Thielo was considered to be the leading interpreter of mistress, heroine and girl's parts, and became very popular. Among her roles was Agnès in Fruentimmerskolen by Molière, and Isabella in Don Ranudo by Ludvig Holberg. Amongst the plays she translated for the theatre were Deucalion, and Pyrrha, which was performed in 1753. As with many actresses of this age, she was considered to be a prostitute; this was a common view in this period, as it was considered indecent of women to expose themselves in public, and Caroline Thielo, being young, beautiful and unmarried, was particularly exposed to this – the novelty of female actors drew people to the theatre; it was said that many people came there just to see the women on the stage, who were considered very exotic.

==Death==
According to legend that the Danish theatrical historian Thomas Overskou mentions in his work on the Danish theater, Thielo was murdered when she was only 19 years old.
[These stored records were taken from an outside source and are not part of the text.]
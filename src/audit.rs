//! Transient verification-failure reports.
//!
//! Each record has at most one stored report: the most recent failure.
//!
//! - no report exists while verification passes
//! - the first failure creates it
//! - each later failure overwrites it whole
//! - the next passing run deletes it
//!
//! Storage sits behind [`ReportStore`] so the workflow can run against an
//! in-memory store in tests and a directory of JSON files in the CLI.

use std::collections::HashMap;
use std::fs::{self, File};
use std::io::Write;
use std::path::{Path, PathBuf};
use std::sync::{Arc, Mutex};

use fs2::FileExt;
use tracing::{debug, warn};

use crate::error::{Result, SpecError};
use crate::record::SpecId;
use crate::verification::VerificationReport;

/// Temporary file suffix for atomic writes.
const TMP_SUFFIX: &str = ".tmp";

/// Lock file suffix for concurrent access prevention.
const LOCK_SUFFIX: &str = ".lock";

// ============================================================================
// Report Store
// ============================================================================

/// Backend holding one transient report per record.
pub trait ReportStore: Send + Sync {
    /// Store `report` for `spec`, replacing any previous one.
    ///
    /// # Errors
    ///
    /// Returns an error if the backend cannot persist the report.
    fn put(&self, spec: &SpecId, report: &VerificationReport) -> Result<()>;

    /// Fetch the stored report for `spec`.
    ///
    /// # Errors
    ///
    /// Returns an error if the backend cannot be read.
    fn get(&self, spec: &SpecId) -> Result<Option<VerificationReport>>;

    /// Remove the stored report for `spec`. Removing nothing is not an error.
    ///
    /// # Errors
    ///
    /// Returns an error if the backend cannot be written.
    fn remove(&self, spec: &SpecId) -> Result<()>;
}

/// In-process report store.
#[derive(Debug, Default)]
pub struct MemoryReportStore {
    reports: Mutex<HashMap<SpecId, VerificationReport>>,
}

impl MemoryReportStore {
    /// Create an empty store.
    #[must_use]
    pub fn new() -> Self {
        Self::default()
    }

    /// Number of stored reports.
    #[must_use]
    pub fn len(&self) -> usize {
        self.reports.lock().map(|r| r.len()).unwrap_or(0)
    }

    /// Whether no reports are stored.
    #[must_use]
    pub fn is_empty(&self) -> bool {
        self.len() == 0
    }
}

fn poisoned() -> SpecError {
    SpecError::Other(anyhow::anyhow!("report store lock poisoned"))
}

impl ReportStore for MemoryReportStore {
    fn put(&self, spec: &SpecId, report: &VerificationReport) -> Result<()> {
        let mut reports = self.reports.lock().map_err(|_| poisoned())?;
        reports.insert(spec.clone(), report.clone());
        Ok(())
    }

    fn get(&self, spec: &SpecId) -> Result<Option<VerificationReport>> {
        let reports = self.reports.lock().map_err(|_| poisoned())?;
        Ok(reports.get(spec).cloned())
    }

    fn remove(&self, spec: &SpecId) -> Result<()> {
        let mut reports = self.reports.lock().map_err(|_| poisoned())?;
        reports.remove(spec);
        Ok(())
    }
}

/// Report store writing `<dir>/<spec-id>.json` atomically.
#[derive(Debug, Clone)]
pub struct FileReportStore {
    dir: PathBuf,
}

impl FileReportStore {
    /// Creates a store rooted at `dir`.
    #[must_use]
    pub fn new(dir: impl AsRef<Path>) -> Self {
        Self {
            dir: dir.as_ref().to_path_buf(),
        }
    }

    /// Returns the report path for a record.
    #[must_use]
    pub fn report_path(&self, spec: &SpecId) -> PathBuf {
        self.dir.join(format!("{spec}.json"))
    }

    fn lock_path(&self, spec: &SpecId) -> PathBuf {
        self.dir.join(format!("{spec}.json{LOCK_SUFFIX}"))
    }

    fn tmp_path(&self, spec: &SpecId) -> PathBuf {
        self.dir.join(format!("{spec}.json{TMP_SUFFIX}"))
    }

    fn lock(&self, spec: &SpecId) -> Result<File> {
        fs::create_dir_all(&self.dir)?;
        let lock_file = File::create(self.lock_path(spec))?;
        FileExt::lock_exclusive(&lock_file).map_err(|e| {
            SpecError::Other(anyhow::anyhow!("Failed to acquire report lock: {e}"))
        })?;
        Ok(lock_file)
    }
}

impl ReportStore for FileReportStore {
    fn put(&self, spec: &SpecId, report: &VerificationReport) -> Result<()> {
        let _lock = self.lock(spec)?;

        let tmp_path = self.tmp_path(spec);
        let json = serde_json::to_string_pretty(report)?;

        let mut tmp_file = File::create(&tmp_path)?;
        tmp_file.write_all(json.as_bytes())?;
        tmp_file.sync_all()?;

        fs::rename(&tmp_path, self.report_path(spec))?;
        Ok(())
    }

    fn get(&self, spec: &SpecId) -> Result<Option<VerificationReport>> {
        let path = self.report_path(spec);
        let contents = match fs::read_to_string(&path) {
            Ok(c) => c,
            Err(e) if e.kind() == std::io::ErrorKind::NotFound => return Ok(None),
            Err(e) => return Err(e.into()),
        };

        match serde_json::from_str(&contents) {
            Ok(report) => Ok(Some(report)),
            Err(e) => {
                warn!(
                    "Corrupted report file at {}: {}. Treating as absent.",
                    path.display(),
                    e
                );
                Ok(None)
            }
        }
    }

    fn remove(&self, spec: &SpecId) -> Result<()> {
        let _lock = self.lock(spec)?;
        match fs::remove_file(self.report_path(spec)) {
            Ok(()) => {}
            Err(e) if e.kind() == std::io::ErrorKind::NotFound => {}
            Err(e) => return Err(e.into()),
        }
        let _ = fs::remove_file(self.lock_path(spec));
        Ok(())
    }
}

// ============================================================================
// Audit Trail
// ============================================================================

/// The transient failure report of one record.
#[derive(Clone)]
pub struct AuditTrail {
    spec: SpecId,
    store: Arc<dyn ReportStore>,
}

impl std::fmt::Debug for AuditTrail {
    fn fmt(&self, f: &mut std::fmt::Formatter<'_>) -> std::fmt::Result {
        f.debug_struct("AuditTrail").field("spec", &self.spec).finish()
    }
}

impl AuditTrail {
    /// Audit trail for `spec` backed by `store`.
    pub fn new(spec: SpecId, store: Arc<dyn ReportStore>) -> Self {
        Self { spec, store }
    }

    /// Keep `report` as the record's only failure report.
    ///
    /// # Errors
    ///
    /// Returns [`SpecError::Validation`] for a passing report, or a storage error.
    pub fn record_failure(&self, report: &VerificationReport) -> Result<()> {
        if report.passed() {
            return Err(SpecError::validation(
                "Only failing reports belong in the audit trail",
            ));
        }
        self.store.put(&self.spec, report)?;
        debug!(
            spec = %self.spec,
            failed = ?report.failed_checks(),
            "Recorded verification failure"
        );
        Ok(())
    }

    /// Delete the stored report, if any.
    ///
    /// # Errors
    ///
    /// Returns a storage error.
    pub fn clear(&self) -> Result<()> {
        self.store.remove(&self.spec)?;
        debug!(spec = %self.spec, "Cleared verification report");
        Ok(())
    }

    /// The stored report, if any.
    ///
    /// # Errors
    ///
    /// Returns a storage error.
    pub fn current(&self) -> Result<Option<VerificationReport>> {
        self.store.get(&self.spec)
    }

    /// Record this trail belongs to.
    #[must_use]
    pub fn spec(&self) -> &SpecId {
        &self.spec
    }
}

#[cfg(test)]
mod tests {
    use super::*;
    use crate::verification::CheckResult;
    use tempfile::TempDir;

    fn spec() -> SpecId {
        SpecId::new(1, "login").unwrap()
    }

    fn failing(diag: &str) -> VerificationReport {
        VerificationReport::new(
            "rust",
            vec![CheckResult::pass("fmt"), CheckResult::fail("test", diag)],
        )
    }

    fn passing() -> VerificationReport {
        VerificationReport::new("rust", vec![CheckResult::pass("fmt")])
    }

    fn lifecycle(store: Arc<dyn ReportStore>) {
        let trail = AuditTrail::new(spec(), store);
        assert!(trail.current().unwrap().is_none());

        trail.record_failure(&failing("first")).unwrap();
        trail.record_failure(&failing("second")).unwrap();
        let stored = trail.current().unwrap().unwrap();
        assert_eq!(stored.checks.len(), 2);
        assert_eq!(stored.checks[1].diagnostic.as_deref(), Some("second"));

        trail.clear().unwrap();
        assert!(trail.current().unwrap().is_none());
        trail.clear().unwrap();
    }

    #[test]
    fn test_memory_lifecycle() {
        lifecycle(Arc::new(MemoryReportStore::new()));
    }

    #[test]
    fn test_file_lifecycle() {
        let dir = TempDir::new().unwrap();
        lifecycle(Arc::new(FileReportStore::new(dir.path().join("reports"))));
    }

    #[test]
    fn test_passing_report_is_rejected() {
        let trail = AuditTrail::new(spec(), Arc::new(MemoryReportStore::new()));
        assert!(trail.record_failure(&passing()).is_err());
        assert!(trail.current().unwrap().is_none());
    }

    #[test]
    fn test_file_store_clear_removes_file() {
        let dir = TempDir::new().unwrap();
        let store = FileReportStore::new(dir.path());
        store.put(&spec(), &failing("x")).unwrap();
        assert!(store.report_path(&spec()).exists());
        store.remove(&spec()).unwrap();
        assert!(!store.report_path(&spec()).exists());
    }

    #[test]
    fn test_corrupted_report_reads_as_absent() {
        let dir = TempDir::new().unwrap();
        let store = FileReportStore::new(dir.path());
        fs::write(store.report_path(&spec()), "{not json").unwrap();
        assert!(store.get(&spec()).unwrap().is_none());
    }

    #[test]
    fn test_trails_are_per_record() {
        let store: Arc<dyn ReportStore> = Arc::new(MemoryReportStore::new());
        let a = AuditTrail::new(spec(), Arc::clone(&store));
        let b = AuditTrail::new(SpecId::new(2, "other").unwrap(), store);
        a.record_failure(&failing("a")).unwrap();
        assert!(b.current().unwrap().is_none());
        b.clear().unwrap();
        assert!(a.current().unwrap().is_some());
    }
}
//! Child feature records.
//!
//! Features form the second (and last) level of a record's tree. Each owns
//! its own ledger and may depend on sibling features.

use serde::{Deserialize, Serialize};
use std::collections::{HashMap, HashSet};
use std::fmt;
use std::str::FromStr;

use super::validate_slug;
use crate::error::{Result, SpecError};
use crate::ledger::TaskLedger;

/// Slug identifying a feature within its parent record.
#[derive(Debug, Clone, PartialEq, Eq, PartialOrd, Ord, Hash, Serialize, Deserialize)]
#[serde(transparent)]
pub struct FeatureId(String);

impl FeatureId {
    /// Create a feature id, validating the slug.
    ///
    /// # Errors
    ///
    /// Returns [`SpecError::Validation`] if the slug is not kebab-case.
    pub fn new(slug: impl Into<String>) -> Result<Self> {
        let slug = slug.into();
        validate_slug(&slug)?;
        Ok(Self(slug))
    }

    /// The slug.
    #[must_use]
    pub fn as_str(&self) -> &str {
        &self.0
    }
}

impl fmt::Display for FeatureId {
    fn fmt(&self, f: &mut fmt::Formatter<'_>) -> fmt::Result {
        f.write_str(&self.0)
    }
}

impl FromStr for FeatureId {
    type Err = SpecError;

    fn from_str(s: &str) -> Result<Self> {
        Self::new(s)
    }
}

/// A feature owned by a specification record.
#[derive(Debug, Clone, PartialEq, Eq, Serialize, Deserialize)]
pub struct Feature {
    /// Identity within the parent record
    pub id: FeatureId,
    /// Free-form description
    #[serde(default)]
    pub description: String,
    /// The feature's checklist
    pub ledger: TaskLedger,
    /// Sibling features that must land first
    #[serde(default)]
    pub depends_on: Vec<FeatureId>,
}

impl Feature {
    /// Create a feature with an empty ledger.
    #[must_use]
    pub fn new(id: FeatureId, description: impl Into<String>) -> Self {
        Self {
            id,
            description: description.into(),
            ledger: TaskLedger::new(),
            depends_on: Vec::new(),
        }
    }

    /// Builder method to declare sibling dependencies.
    #[must_use]
    pub fn with_depends_on(mut self, deps: Vec<FeatureId>) -> Self {
        self.depends_on = deps;
        self
    }
}

/// Check that feature ids are unique and that `depends_on` only references
/// existing siblings without self-references or cycles.
pub(crate) fn validate_features(features: &[Feature]) -> Result<()> {
    let mut ids = HashSet::new();
    for feature in features {
        if !ids.insert(&feature.id) {
            return Err(SpecError::validation(format!(
                "Duplicate feature id: {}",
                feature.id
            )));
        }
    }

    for feature in features {
        for dep in &feature.depends_on {
            if dep == &feature.id {
                return Err(SpecError::validation(format!(
                    "Feature {} depends on itself",
                    feature.id
                )));
            }
            if !ids.contains(dep) {
                return Err(SpecError::not_found("feature", dep));
            }
        }
    }

    let graph: HashMap<&FeatureId, &[FeatureId]> = features
        .iter()
        .map(|f| (&f.id, f.depends_on.as_slice()))
        .collect();

    // 0 = unvisited, 1 = on stack, 2 = done
    let mut marks: HashMap<&FeatureId, u8> = HashMap::new();
    for feature in features {
        if has_cycle(&feature.id, &graph, &mut marks) {
            return Err(SpecError::validation(format!(
                "Feature dependency cycle through {}",
                feature.id
            )));
        }
    }

    Ok(())
}

fn has_cycle<'a>(
    node: &'a FeatureId,
    graph: &HashMap<&'a FeatureId, &'a [FeatureId]>,
    marks: &mut HashMap<&'a FeatureId, u8>,
) -> bool {
    match marks.get(node).copied().unwrap_or(0) {
        1 => return true,
        2 => return false,
        _ => {}
    }
    marks.insert(node, 1);
    let deps = graph.get(node).copied().unwrap_or(&[]);
    for dep in deps {
        if has_cycle(dep, graph, marks) {
            return true;
        }
    }
    marks.insert(node, 2);
    false
}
She is said to have had an affair with the Russian emissary in Copenhagen Baron Johann Albrecht von Korff, who belonged to the freemasons; she had tricked him into revealing some secret signs, and as a consequence, he murdered her by having his servant blood let her to death. However this story is pure fabrication, and does not seem to have had any adherents until Overskou mentioned it in 1856. Other sources claim that, in reality, she died of the fever.